## EXERCISE DESCRIPTION
Give back, word for word, the lines in the listing below from the one holding "their create/update/search/view models" down to the one holding "CREATE INDEX IF NOT EXISTS idx_horse_name", both ends included.

## MATERIAL FOR THIS EXERCISE

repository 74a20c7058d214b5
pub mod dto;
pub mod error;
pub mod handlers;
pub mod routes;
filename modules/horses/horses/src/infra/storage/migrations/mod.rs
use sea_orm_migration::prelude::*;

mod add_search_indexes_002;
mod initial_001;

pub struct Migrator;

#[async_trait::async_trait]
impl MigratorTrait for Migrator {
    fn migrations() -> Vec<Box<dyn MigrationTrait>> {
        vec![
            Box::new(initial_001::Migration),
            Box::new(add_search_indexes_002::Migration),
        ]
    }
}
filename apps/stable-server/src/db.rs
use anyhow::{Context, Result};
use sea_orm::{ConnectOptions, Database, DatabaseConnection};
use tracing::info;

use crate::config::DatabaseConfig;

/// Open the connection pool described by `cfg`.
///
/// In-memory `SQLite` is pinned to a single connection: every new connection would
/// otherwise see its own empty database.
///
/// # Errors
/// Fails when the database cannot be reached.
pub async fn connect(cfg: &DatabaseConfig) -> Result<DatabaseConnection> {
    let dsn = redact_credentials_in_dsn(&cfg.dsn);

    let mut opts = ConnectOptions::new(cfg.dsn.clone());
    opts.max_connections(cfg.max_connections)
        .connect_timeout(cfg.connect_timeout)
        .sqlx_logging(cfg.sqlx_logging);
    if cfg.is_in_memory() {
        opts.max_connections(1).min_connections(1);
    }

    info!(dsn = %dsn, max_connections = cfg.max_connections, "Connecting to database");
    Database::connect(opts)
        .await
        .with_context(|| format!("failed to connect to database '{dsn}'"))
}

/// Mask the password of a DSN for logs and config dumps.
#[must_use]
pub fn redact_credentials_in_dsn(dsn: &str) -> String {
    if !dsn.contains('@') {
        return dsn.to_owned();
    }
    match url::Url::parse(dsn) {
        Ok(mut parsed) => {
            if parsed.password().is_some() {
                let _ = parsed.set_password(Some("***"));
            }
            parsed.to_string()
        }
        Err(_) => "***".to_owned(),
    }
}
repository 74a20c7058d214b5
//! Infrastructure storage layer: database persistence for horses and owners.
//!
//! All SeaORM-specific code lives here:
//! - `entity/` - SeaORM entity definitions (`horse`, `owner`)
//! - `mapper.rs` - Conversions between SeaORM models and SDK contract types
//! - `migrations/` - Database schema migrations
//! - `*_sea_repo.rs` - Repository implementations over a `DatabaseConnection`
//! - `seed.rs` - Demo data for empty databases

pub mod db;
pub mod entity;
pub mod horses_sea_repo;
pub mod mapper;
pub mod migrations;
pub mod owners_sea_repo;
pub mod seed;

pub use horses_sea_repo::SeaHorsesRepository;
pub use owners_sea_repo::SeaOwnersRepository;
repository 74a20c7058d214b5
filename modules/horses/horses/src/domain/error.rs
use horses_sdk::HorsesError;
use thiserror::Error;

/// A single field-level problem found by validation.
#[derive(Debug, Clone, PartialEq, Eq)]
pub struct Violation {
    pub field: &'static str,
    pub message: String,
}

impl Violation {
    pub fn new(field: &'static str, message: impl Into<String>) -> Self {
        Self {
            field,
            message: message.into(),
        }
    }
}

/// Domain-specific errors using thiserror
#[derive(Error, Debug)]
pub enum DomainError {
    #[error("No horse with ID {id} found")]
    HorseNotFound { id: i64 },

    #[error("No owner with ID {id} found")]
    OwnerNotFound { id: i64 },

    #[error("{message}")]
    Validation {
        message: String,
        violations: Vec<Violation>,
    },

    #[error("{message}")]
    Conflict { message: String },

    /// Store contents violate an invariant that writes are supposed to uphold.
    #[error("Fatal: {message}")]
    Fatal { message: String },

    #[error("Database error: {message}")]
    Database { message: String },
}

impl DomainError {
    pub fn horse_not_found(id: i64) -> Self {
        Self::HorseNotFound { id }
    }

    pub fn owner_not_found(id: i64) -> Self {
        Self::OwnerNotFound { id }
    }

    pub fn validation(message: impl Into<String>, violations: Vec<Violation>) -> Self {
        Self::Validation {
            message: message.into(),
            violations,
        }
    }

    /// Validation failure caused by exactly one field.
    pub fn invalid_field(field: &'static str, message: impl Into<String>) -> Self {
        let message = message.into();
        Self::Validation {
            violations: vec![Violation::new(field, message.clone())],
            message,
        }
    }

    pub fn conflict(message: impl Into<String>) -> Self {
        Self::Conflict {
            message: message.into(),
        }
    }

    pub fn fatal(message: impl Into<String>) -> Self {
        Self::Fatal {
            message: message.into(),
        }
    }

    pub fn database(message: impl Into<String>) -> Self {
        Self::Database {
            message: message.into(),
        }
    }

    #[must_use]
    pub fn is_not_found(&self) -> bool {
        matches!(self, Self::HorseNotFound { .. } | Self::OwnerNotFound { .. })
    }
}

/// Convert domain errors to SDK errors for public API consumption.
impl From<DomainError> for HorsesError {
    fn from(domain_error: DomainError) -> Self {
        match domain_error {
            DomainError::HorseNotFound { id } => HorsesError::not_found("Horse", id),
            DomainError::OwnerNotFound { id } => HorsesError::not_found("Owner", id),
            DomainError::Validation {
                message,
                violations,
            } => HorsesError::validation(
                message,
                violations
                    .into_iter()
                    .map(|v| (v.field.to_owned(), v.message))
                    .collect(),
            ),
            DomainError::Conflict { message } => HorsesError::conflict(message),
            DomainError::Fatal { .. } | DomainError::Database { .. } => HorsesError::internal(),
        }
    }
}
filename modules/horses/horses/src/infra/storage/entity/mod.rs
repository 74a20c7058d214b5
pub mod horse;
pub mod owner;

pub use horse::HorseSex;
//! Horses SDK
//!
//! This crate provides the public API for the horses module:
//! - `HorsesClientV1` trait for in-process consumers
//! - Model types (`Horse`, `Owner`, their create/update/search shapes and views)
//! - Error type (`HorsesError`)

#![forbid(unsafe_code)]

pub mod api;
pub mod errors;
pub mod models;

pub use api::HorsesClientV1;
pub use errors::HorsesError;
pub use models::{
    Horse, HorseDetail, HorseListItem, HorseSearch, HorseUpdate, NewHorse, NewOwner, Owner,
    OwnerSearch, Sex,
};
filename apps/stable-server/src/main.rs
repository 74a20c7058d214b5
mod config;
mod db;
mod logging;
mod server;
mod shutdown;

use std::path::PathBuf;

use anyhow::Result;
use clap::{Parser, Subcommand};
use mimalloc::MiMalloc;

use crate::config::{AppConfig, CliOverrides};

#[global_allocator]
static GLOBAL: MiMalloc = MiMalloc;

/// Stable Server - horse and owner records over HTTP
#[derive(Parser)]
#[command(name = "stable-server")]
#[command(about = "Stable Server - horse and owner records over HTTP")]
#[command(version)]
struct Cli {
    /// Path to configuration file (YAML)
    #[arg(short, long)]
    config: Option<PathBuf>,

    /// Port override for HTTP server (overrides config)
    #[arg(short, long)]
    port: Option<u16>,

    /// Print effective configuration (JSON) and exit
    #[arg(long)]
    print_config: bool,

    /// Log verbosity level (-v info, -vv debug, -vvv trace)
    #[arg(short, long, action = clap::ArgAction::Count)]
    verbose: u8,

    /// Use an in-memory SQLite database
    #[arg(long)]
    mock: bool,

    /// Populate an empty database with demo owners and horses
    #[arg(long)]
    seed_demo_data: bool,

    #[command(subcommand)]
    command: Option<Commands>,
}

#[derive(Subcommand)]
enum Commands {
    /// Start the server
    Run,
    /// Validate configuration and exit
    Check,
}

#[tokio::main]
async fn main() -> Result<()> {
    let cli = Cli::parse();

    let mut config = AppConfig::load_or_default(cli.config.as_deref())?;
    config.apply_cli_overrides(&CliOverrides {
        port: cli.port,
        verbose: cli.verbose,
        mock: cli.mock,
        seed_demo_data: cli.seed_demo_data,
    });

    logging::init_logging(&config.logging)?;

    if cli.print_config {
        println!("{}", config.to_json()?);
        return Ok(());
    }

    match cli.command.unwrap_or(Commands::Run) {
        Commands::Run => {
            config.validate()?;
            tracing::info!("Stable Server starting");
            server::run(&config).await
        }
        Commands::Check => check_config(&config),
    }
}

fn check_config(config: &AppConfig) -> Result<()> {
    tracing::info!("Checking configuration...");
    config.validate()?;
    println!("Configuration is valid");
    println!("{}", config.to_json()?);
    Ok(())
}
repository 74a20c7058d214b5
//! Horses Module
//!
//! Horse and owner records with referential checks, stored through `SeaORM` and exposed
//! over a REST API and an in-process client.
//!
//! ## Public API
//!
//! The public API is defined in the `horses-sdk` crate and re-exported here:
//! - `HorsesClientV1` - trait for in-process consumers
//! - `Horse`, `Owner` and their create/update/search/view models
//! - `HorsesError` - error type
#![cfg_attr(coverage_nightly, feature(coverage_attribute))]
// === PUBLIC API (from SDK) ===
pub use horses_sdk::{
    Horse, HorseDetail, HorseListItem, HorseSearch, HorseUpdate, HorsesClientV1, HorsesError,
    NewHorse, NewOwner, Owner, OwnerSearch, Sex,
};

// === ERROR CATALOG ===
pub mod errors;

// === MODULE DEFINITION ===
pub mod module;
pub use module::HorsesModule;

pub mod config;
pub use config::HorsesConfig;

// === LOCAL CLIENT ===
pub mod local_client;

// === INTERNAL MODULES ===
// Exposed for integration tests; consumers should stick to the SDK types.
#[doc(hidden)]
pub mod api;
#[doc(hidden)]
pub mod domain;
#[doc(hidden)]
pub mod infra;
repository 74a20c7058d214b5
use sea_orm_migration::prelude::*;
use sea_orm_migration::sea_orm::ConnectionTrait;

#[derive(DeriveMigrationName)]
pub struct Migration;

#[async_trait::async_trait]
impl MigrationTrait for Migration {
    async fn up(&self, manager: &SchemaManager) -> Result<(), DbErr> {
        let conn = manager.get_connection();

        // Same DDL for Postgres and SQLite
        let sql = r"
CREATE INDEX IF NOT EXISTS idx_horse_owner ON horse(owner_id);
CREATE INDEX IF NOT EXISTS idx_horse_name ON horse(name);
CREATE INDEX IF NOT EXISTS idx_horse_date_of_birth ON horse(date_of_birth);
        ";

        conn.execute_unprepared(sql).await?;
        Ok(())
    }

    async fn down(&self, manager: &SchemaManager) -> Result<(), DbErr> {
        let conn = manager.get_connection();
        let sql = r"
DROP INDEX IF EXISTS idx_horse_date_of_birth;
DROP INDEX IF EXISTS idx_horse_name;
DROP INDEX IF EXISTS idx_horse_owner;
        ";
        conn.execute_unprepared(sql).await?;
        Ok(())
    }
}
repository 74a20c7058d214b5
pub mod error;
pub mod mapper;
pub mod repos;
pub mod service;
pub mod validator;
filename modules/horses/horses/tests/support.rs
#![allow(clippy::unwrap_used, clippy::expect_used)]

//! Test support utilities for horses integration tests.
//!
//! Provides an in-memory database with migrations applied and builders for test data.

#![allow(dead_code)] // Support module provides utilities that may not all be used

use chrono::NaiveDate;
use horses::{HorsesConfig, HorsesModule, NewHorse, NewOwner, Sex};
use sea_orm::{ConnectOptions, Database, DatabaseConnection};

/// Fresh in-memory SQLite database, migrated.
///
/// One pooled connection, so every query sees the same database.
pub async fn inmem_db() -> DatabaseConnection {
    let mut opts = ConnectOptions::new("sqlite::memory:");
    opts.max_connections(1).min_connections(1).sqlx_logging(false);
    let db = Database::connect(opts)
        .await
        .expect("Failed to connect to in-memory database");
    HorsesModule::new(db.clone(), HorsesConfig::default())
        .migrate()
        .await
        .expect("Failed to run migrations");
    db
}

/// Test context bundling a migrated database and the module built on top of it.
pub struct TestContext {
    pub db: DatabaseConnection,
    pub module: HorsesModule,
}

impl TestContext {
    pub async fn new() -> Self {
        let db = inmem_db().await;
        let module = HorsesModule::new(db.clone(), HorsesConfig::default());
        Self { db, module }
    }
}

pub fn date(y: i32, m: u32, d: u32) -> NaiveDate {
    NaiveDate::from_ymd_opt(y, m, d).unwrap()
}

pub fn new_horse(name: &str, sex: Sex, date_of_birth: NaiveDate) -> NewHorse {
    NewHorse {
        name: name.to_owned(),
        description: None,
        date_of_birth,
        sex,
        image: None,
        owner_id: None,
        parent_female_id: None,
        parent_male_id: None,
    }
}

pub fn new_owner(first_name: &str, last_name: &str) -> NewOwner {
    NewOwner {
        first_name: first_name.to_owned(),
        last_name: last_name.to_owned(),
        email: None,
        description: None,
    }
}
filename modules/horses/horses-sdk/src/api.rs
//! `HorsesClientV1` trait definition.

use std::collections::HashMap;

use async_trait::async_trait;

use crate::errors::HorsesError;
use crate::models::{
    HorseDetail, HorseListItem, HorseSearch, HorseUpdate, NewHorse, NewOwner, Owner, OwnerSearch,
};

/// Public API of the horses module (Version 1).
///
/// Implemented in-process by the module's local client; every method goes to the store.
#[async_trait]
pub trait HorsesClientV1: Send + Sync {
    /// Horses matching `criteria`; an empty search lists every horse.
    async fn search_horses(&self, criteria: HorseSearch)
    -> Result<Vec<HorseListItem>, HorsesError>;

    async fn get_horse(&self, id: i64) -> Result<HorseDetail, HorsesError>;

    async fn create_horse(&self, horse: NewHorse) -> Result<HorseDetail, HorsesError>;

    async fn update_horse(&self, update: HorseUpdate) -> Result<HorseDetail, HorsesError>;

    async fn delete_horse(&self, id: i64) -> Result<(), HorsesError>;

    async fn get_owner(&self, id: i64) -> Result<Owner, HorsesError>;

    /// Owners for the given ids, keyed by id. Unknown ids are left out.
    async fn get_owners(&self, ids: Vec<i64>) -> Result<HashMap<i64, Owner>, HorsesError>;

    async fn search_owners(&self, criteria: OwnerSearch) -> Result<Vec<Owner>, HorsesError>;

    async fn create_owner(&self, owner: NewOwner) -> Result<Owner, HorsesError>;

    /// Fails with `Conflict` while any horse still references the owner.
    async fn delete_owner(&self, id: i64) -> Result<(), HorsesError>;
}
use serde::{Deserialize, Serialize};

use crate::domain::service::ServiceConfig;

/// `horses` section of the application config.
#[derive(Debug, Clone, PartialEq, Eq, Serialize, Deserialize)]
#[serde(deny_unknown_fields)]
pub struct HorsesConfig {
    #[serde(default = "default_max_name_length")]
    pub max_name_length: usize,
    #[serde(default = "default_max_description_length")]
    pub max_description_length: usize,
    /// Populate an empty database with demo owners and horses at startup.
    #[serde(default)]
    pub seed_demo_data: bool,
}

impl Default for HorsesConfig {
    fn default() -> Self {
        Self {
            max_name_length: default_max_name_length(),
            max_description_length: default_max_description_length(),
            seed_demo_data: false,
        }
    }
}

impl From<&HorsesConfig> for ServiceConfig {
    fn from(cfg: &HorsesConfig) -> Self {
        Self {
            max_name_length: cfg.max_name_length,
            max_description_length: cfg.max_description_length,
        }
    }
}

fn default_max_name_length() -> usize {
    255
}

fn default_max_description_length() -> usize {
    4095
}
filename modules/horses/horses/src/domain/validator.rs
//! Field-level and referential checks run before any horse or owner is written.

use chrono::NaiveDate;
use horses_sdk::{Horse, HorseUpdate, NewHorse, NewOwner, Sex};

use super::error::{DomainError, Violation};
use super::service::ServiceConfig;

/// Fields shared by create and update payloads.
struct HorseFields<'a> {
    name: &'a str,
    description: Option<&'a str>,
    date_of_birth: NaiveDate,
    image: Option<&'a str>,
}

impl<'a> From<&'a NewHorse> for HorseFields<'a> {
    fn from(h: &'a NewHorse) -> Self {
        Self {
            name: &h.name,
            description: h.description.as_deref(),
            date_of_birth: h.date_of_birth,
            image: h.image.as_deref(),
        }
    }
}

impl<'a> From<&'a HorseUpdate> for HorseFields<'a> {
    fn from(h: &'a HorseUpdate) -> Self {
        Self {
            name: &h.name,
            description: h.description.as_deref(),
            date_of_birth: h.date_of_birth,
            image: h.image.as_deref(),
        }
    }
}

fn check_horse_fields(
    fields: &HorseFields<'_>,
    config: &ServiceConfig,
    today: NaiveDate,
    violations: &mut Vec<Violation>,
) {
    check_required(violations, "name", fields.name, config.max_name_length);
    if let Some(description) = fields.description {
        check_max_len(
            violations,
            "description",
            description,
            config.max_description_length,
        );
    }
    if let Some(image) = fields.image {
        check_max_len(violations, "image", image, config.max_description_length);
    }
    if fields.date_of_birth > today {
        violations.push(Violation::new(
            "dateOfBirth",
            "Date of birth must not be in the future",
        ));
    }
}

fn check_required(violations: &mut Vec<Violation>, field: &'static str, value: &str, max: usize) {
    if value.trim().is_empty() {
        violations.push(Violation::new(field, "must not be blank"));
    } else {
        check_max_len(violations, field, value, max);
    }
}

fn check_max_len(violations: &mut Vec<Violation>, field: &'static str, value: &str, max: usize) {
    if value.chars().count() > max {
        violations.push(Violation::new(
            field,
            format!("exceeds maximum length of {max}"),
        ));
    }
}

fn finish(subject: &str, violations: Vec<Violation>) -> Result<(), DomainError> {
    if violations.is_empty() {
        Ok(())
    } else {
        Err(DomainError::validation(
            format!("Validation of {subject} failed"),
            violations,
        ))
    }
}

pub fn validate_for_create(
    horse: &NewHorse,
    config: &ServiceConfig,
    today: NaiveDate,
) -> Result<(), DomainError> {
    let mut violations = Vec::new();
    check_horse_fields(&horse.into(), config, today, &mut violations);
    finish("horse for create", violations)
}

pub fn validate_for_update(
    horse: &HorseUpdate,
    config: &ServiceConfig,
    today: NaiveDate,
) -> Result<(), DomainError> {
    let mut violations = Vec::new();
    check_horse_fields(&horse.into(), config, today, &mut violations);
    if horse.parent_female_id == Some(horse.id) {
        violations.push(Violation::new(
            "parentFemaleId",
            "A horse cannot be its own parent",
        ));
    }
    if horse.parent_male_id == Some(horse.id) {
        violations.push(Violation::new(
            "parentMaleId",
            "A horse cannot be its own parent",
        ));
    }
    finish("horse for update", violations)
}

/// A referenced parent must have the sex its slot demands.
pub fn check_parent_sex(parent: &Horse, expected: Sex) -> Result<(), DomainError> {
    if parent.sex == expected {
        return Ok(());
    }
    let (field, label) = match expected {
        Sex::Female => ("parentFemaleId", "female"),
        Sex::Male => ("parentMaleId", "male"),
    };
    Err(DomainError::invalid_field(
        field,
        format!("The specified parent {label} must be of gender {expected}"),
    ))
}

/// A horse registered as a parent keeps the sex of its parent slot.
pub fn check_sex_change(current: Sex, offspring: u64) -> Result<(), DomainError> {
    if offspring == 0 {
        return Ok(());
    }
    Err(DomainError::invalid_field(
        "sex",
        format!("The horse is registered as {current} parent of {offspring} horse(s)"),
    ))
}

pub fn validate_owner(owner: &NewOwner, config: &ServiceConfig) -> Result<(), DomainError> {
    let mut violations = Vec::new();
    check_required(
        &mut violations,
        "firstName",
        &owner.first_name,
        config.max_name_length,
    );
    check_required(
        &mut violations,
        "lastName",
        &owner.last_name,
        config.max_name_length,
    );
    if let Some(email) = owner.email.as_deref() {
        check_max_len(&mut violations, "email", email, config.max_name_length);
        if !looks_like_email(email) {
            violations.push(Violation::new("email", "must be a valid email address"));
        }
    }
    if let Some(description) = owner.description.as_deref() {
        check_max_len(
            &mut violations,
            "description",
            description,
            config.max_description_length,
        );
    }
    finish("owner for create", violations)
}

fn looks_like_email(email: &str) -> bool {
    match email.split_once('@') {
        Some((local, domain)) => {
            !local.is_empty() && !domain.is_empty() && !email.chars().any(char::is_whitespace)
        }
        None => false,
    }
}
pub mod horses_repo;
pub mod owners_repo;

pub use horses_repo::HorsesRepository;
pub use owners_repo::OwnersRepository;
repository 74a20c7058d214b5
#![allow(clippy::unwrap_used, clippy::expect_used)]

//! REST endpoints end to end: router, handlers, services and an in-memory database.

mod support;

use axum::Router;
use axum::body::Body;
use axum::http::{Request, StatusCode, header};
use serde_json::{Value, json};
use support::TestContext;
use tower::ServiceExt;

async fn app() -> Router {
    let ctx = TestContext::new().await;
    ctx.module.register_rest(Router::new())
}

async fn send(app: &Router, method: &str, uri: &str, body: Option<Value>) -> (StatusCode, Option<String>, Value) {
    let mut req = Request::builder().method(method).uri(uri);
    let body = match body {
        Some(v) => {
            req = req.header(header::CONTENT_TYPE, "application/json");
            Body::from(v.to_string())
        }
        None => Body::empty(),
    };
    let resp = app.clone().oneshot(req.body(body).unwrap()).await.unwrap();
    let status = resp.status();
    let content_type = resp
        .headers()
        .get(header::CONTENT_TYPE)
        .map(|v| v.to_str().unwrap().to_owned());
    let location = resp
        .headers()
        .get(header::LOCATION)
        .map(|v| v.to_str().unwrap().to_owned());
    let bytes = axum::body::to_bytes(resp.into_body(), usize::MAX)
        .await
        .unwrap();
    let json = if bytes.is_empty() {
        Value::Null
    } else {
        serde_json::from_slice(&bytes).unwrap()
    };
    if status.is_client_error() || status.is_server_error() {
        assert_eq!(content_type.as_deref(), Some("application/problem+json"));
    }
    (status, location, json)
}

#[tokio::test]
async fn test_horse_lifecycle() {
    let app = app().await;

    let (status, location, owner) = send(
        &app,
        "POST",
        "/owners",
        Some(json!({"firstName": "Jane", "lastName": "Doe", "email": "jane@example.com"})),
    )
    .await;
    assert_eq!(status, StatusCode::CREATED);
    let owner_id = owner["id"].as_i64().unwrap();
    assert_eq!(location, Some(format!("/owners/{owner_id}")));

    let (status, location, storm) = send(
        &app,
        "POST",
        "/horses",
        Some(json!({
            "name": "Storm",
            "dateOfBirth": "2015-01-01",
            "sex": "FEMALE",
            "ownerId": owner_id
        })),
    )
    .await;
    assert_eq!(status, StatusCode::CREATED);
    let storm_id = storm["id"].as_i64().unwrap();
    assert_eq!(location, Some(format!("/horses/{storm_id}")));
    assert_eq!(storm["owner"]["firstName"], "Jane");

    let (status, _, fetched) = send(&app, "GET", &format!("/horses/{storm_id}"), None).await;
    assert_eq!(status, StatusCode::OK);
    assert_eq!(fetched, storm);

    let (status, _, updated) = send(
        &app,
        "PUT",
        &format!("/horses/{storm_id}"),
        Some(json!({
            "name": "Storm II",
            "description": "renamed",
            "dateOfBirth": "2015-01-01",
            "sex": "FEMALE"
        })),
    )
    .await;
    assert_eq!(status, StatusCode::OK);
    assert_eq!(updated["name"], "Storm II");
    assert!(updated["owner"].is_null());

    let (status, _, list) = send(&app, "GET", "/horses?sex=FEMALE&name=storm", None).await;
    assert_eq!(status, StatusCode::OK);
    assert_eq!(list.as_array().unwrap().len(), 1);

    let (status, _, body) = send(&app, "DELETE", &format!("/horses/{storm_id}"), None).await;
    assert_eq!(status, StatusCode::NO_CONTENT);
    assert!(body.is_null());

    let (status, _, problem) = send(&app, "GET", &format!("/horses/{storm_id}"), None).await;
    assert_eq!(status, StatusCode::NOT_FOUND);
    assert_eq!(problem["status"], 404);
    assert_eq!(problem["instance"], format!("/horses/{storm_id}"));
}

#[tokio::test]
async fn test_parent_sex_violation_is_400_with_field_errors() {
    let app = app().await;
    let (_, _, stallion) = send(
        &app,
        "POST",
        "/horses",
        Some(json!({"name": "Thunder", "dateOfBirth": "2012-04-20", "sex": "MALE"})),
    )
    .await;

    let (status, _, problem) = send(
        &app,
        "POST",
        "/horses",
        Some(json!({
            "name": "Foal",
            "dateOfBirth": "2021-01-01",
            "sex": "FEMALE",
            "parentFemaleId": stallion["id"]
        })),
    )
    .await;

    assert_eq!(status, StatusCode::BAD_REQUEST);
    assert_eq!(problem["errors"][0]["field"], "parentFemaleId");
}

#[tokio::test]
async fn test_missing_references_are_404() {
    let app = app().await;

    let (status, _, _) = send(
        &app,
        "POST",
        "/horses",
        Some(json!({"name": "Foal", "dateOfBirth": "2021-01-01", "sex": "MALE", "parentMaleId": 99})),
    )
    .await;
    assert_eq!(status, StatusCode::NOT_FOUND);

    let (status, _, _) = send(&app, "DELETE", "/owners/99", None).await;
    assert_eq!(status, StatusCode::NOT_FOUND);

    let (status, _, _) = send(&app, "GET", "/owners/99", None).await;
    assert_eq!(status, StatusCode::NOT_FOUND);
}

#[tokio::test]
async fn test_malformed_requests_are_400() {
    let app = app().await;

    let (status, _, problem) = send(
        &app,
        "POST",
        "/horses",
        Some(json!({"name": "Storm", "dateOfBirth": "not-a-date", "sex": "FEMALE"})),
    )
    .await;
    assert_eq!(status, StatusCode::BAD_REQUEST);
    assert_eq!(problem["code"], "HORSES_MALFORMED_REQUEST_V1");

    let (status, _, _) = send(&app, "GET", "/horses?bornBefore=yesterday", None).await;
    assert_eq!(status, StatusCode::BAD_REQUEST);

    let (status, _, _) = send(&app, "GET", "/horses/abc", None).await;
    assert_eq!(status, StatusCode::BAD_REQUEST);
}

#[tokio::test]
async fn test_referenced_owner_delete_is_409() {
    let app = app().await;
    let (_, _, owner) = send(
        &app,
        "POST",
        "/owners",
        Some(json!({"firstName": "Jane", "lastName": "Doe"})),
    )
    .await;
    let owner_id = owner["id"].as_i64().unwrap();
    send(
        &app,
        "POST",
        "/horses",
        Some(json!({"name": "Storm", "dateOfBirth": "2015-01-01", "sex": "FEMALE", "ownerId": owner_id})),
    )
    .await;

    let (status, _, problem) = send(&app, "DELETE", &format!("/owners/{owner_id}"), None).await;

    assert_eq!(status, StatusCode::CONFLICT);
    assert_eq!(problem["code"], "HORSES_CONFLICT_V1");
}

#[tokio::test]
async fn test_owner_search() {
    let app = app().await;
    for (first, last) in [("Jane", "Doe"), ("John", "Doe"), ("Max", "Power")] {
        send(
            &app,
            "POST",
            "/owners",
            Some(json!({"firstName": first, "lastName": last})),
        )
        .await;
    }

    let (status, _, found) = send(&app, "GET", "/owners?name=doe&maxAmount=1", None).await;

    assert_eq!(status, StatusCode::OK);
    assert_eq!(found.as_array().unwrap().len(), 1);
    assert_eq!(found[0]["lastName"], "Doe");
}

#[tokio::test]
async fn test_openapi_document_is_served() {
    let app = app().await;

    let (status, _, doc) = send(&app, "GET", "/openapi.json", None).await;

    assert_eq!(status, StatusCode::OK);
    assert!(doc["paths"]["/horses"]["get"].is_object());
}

## RESULT OF THIS EXERCISE
//! - `Horse`, `Owner` and their create/update/search/view models
//! - `HorsesError` - error type
#![cfg_attr(coverage_nightly, feature(coverage_attribute))]
// === PUBLIC API (from SDK) ===
pub use horses_sdk::{
    Horse, HorseDetail, HorseListItem, HorseSearch, HorseUpdate, HorsesClientV1, HorsesError,
    NewHorse, NewOwner, Owner, OwnerSearch, Sex,
};

// === ERROR CATALOG ===
pub mod errors;

// === MODULE DEFINITION ===
pub mod module;
pub use module::HorsesModule;

pub mod config;
pub use config::HorsesConfig;

// === LOCAL CLIENT ===
pub mod local_client;

// === INTERNAL MODULES ===
// Exposed for integration tests; consumers should stick to the SDK types.
#[doc(hidden)]
pub mod api;
#[doc(hidden)]
pub mod domain;
#[doc(hidden)]
pub mod infra;
repository 74a20c7058d214b5
use sea_orm_migration::prelude::*;
use sea_orm_migration::sea_orm::ConnectionTrait;

#[derive(DeriveMigrationName)]
pub struct Migration;

#[async_trait::async_trait]
impl MigrationTrait for Migration {
    async fn up(&self, manager: &SchemaManager) -> Result<(), DbErr> {
        let conn = manager.get_connection();

        // Same DDL for Postgres and SQLite
        let sql = r"
CREATE INDEX IF NOT EXISTS idx_horse_owner ON horse(owner_id);
CREATE INDEX IF NOT EXISTS idx_horse_name ON horse(name);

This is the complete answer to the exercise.